To test the hypothesis that particle composition has a stronger influence on the community structure of particle-attached than free-living bacteria, elemental (C/N, delta C-13, and delta N-15) and chemical composition of particles and the size-fractionated bacterial community composition were examined along the particle density gradient from the Pearl River to the open basin in the South China Sea. Microbial communities were collected at the three size fractions of 0.2-0.8, 0.8-3, and > 3 mu m, and the community composition was analyzed using high-throughput sequencing of the 16S rRNA gene (V3-V4 regions). Multivariate analysis evaluating the similarities of bacterial community composition and chemical composition of particles revealed their general consistent spatial variations along the particle density gradient from freshwater to the sea basin.
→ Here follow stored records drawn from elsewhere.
//! Dashboard configuration
//!
//! Loaded from TOML; every section and field is optional.
//!
//! ```toml
//! [cache]
//! stale_after_ms = 30000
//!
//! [source]
//! seed = 42
//! latency_scale = 0.5
//!
//! [flags]
//! backend = "file"
//! path = ".mentor-dashboard/flags.json"
//!
//! [logging]
//! level = "info"
//! format = "json"
//! ```

use mentor_query::CacheConfig;
use mentor_source::MAX_LATENCY_SCALE;
use serde::{Deserialize, Serialize};
use std::path::{Path, PathBuf};
use std::time::Duration;
use thiserror::Error;

/// Configuration error
#[derive(Error, Debug)]
pub enum ConfigError {
    /// Config file could not be read
    #[error("failed to read config {path}: {source}")]
    Read {
        /// Config file
        path: PathBuf,
        /// Underlying error
        #[source]
        source: std::io::Error,
    },

    /// Config is not valid TOML for this schema
    #[error("failed to parse config: {0}")]
    Parse(#[from] toml::de::Error),

    /// A value is out of range
    #[error("invalid {field}: {reason}")]
    Invalid {
        /// Dotted field path
        field: &'static str,
        /// Why it was rejected
        reason: String,
    },
}

/// Query cache settings
#[derive(Debug, Clone, Default, PartialEq, Serialize, Deserialize)]
#[serde(default, deny_unknown_fields)]
pub struct CacheSettings {
    /// Entries older than this are refetched on next access; unset keeps them until invalidated
    pub stale_after_ms: Option<u64>,
}

/// Simulator settings
#[derive(Debug, Clone, PartialEq, Serialize, Deserialize)]
#[serde(default, deny_unknown_fields)]
pub struct SourceSettings {
    /// Seed of generated records; unset picks a random one
    pub seed: Option<u64>,
    /// Multiplier on simulated latency, 0 disables it
    pub latency_scale: f64,
}

impl Default for SourceSettings {
    fn default() -> Self {
        Self {
            seed: None,
            latency_scale: 1.0,
        }
    }
}

/// Where flags are kept
#[derive(Debug, Clone, Copy, Default, PartialEq, Eq, Serialize, Deserialize)]
#[serde(rename_all = "lowercase")]
pub enum FlagsBackendKind {
    /// JSON file at `flags.path`
    #[default]
    File,
    /// Process memory
    Memory,
    /// Always unavailable
    Unavailable,
}

/// Persisted flag settings
#[derive(Debug, Clone, PartialEq, Serialize, Deserialize)]
#[serde(default, deny_unknown_fields)]
pub struct FlagsSettings {
    /// Backend kind
    pub backend: FlagsBackendKind,
    /// File used by the `file` backend
    pub path: PathBuf,
}

impl Default for FlagsSettings {
    fn default() -> Self {
        Self {
            backend: FlagsBackendKind::File,
            path: PathBuf::from(".mentor-dashboard/flags.json"),
        }
    }
}

/// Log output format
#[derive(Debug, Clone, Copy, Default, PartialEq, Eq, Serialize, Deserialize)]
#[serde(rename_all = "lowercase")]
pub enum LogFormat {
    /// Human-readable lines
    #[default]
    Pretty,
    /// One JSON object per line
    Json,
}

/// Logging settings
#[derive(Debug, Clone, PartialEq, Serialize, Deserialize)]
#[serde(default, deny_unknown_fields)]
pub struct LogSettings {
    /// Filter directive used when `RUST_LOG` is unset
    pub level: String,
    /// Output format
    pub format: LogFormat,
}

impl Default for LogSettings {
    fn default() -> Self {
        Self {
            level: "warn".to_string(),
            format: LogFormat::Pretty,
        }
    }
}

/// Dashboard configuration
#[derive(Debug, Clone, Default, PartialEq, Serialize, Deserialize)]
#[serde(default, deny_unknown_fields)]
pub struct DashboardConfig {
    /// Query cache
    pub cache: CacheSettings,
    /// Simulated data source
    pub source: SourceSettings,
    /// Persisted flags
    pub flags: FlagsSettings,
    /// Logging
    pub logging: LogSettings,
}

impl DashboardConfig {
    /// Create default configuration
    #[inline]
    #[must_use]
    pub fn new() -> Self {
        Self::default()
    }

    /// Parse and validate TOML text
    ///
    /// # Errors
    ///
    /// Returns an error if the text is not valid TOML for this schema or a
    /// value is out of range.
    pub fn from_toml_str(text: &str) -> Result<Self, ConfigError> {
        let config: Self = toml::from_str(text)?;
        config.validate()?;
        Ok(config)
    }

    /// Load and validate a TOML file
    ///
    /// # Errors
    ///
    /// Returns an error if the file cannot be read or parsed.
    pub fn load(path: impl AsRef<Path>) -> Result<Self, ConfigError> {
        let path = path.as_ref();
        let text = std::fs::read_to_string(path).map_err(|source| ConfigError::Read {
            path: path.to_path_buf(),
            source,
        })?;
        Self::from_toml_str(&text)
    }

    /// Check value ranges
    ///
    /// # Errors
    ///
    /// Returns the first out-of-range value.
    pub fn validate(&self) -> Result<(), ConfigError> {
        let scale = self.source.latency_scale;
        if !(0.0..=MAX_LATENCY_SCALE).contains(&scale) {
            return Err(ConfigError::Invalid {
                field: "source.latency_scale",
                reason: format!("must be between 0 and {MAX_LATENCY_SCALE}, got {scale}"),
            });
        }
        if self.cache.stale_after_ms == Some(0) {
            return Err(ConfigError::Invalid {
                field: "cache.stale_after_ms",
                reason: "must be positive; omit it to disable expiry".to_string(),
            });
        }
        if self.flags.backend == FlagsBackendKind::File && self.flags.path.as_os_str().is_empty() {
            return Err(ConfigError::Invalid {
                field: "flags.path",
                reason: "required by the file backend".to_string(),
            });
        }
        if self.logging.level.trim().is_empty() {
            return Err(ConfigError::Invalid {
                field: "logging.level",
                reason: "must not be empty".to_string(),
            });
        }
        Ok(())
    }

    /// With a fixed simulator seed
    #[inline]
    #[must_use]
    pub fn with_seed(mut self, seed: u64) -> Self {
        self.source.seed = Some(seed);
        self
    }

    /// With a latency multiplier
    #[inline]
    #[must_use]
    pub fn with_latency_scale(mut self, scale: f64) -> Self {
        self.source.latency_scale = scale;
        self
    }

    /// With entry expiry
    #[inline]
    #[must_use]
    pub fn with_stale_after(mut self, stale_after: Duration) -> Self {
        self.cache.stale_after_ms = Some(u64::try_from(stale_after.as_millis()).unwrap_or(u64::MAX));
        self
    }

    /// With a flags backend
    #[inline]
    #[must_use]
    pub fn with_flags_backend(mut self, backend: FlagsBackendKind) -> Self {
        self.flags.backend = backend;
        self
    }

    /// With a flags file
    #[inline]
    #[must_use]
    pub fn with_flags_path(mut self, path: impl Into<PathBuf>) -> Self {
        self.flags.path = path.into();
        self
    }

    /// With a log filter
    #[inline]
    #[must_use]
    pub fn with_log_level(mut self, level: impl Into<String>) -> Self {
        self.logging.level = level.into();
        self
    }

    /// With a log format
    #[inline]
    #[must_use]
    pub fn with_log_format(mut self, format: LogFormat) -> Self {
        self.logging.format = format;
        self
    }

    /// Cache configuration derived from these settings
    #[must_use]
    pub fn cache_config(&self) -> CacheConfig {
        match self.cache.stale_after_ms {
            Some(ms) => CacheConfig::new().with_stale_after(Duration::from_millis(ms)),
            None => CacheConfig::new(),
        }
    }
}

#[cfg(test)]
mod tests {
    use super::*;
    use pretty_assertions::assert_eq;

    #[test]
    fn empty_text_is_default() {
        assert_eq!(DashboardConfig::from_toml_str("").unwrap(), DashboardConfig::default());
    }

    #[test]
    fn sections_override_defaults() {
        let config = DashboardConfig::from_toml_str(
            r#"
            [cache]
            stale_after_ms = 1500

            [source]
            seed = 9
            latency_scale = 0.0

            [flags]
            backend = "memory"

            [logging]
            format = "json"
            "#,
        )
        .unwrap();

        assert_eq!(config.source.seed, Some(9));
        assert_eq!(config.flags.backend, FlagsBackendKind::Memory);
        assert_eq!(config.logging.format, LogFormat::Json);
        assert_eq!(config.logging.level, "warn");
        assert_eq!(
            config.cache_config().stale_after,
            Some(Duration::from_millis(1500))
        );
    }

    #[test]
    fn unknown_fields_are_rejected() {
        let err = DashboardConfig::from_toml_str("[cache]\nttl = 5\n").unwrap_err();
        assert!(matches!(err, ConfigError::Parse(_)));
    }

    #[test]
    fn negative_latency_is_invalid() {
        let err = DashboardConfig::from_toml_str("[source]\nlatency_scale = -1.0\n").unwrap_err();
        assert!(matches!(
            err,
            ConfigError::Invalid {
                field: "source.latency_scale",
                ..
            }
        ));
    }

    #[test]
    fn oversized_latency_is_invalid() {
        let err = DashboardConfig::from_toml_str("[source]\nlatency_scale = 1e300\n").unwrap_err();
        assert!(matches!(
            err,
            ConfigError::Invalid {
                field: "source.latency_scale",
                ..
            }
        ));
        assert!(DashboardConfig::new()
            .with_latency_scale(MAX_LATENCY_SCALE)
            .validate()
            .is_ok());
    }

    #[test]
    fn zero_stale_time_is_invalid() {
        assert!(DashboardConfig::new()
            .with_stale_after(Duration::ZERO)
            .validate()
            .is_err());
    }

    #[test]
    fn builders_compose() {
        let config = DashboardConfig::new()
            .with_seed(3)
            .with_latency_scale(0.25)
            .with_flags_backend(FlagsBackendKind::Unavailable)
            .with_log_level("debug");
        assert!(config.validate().is_ok());
        assert_eq!(config.source.seed, Some(3));
        assert_eq!(config.cache_config().stale_after, None);
    }

    #[test]
    fn load_reports_missing_file() {
        let err = DashboardConfig::load("/nonexistent/mentor-dashboard.toml").unwrap_err();
        assert!(matches!(err, ConfigError::Read { .. }));
    }
}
However, compositions of particulate organic matter were more strongly related to the free living than to the particle-attached bacterial community composition, which was composed of relatively abundant anaerobic bacteria and those taxa preferring low-oxygen conditions. This latter result might be caused by low-oxygen microzones in particles. Community network models further revealed tighter interactions within the particle-attached than in free-living bacterial communities, suggesting that a relatively confined space in particles is more favorable for interactions within the community. These analyses indicated that particle microniche properties might be important in shaping particle-attached community structure. In contrast, particulate organic matter compositions significantly influenced the free-living bacterial community probably through the release of labile or semilabile organic matter from particles contributing to the bioavailability of dissolved organic carbon.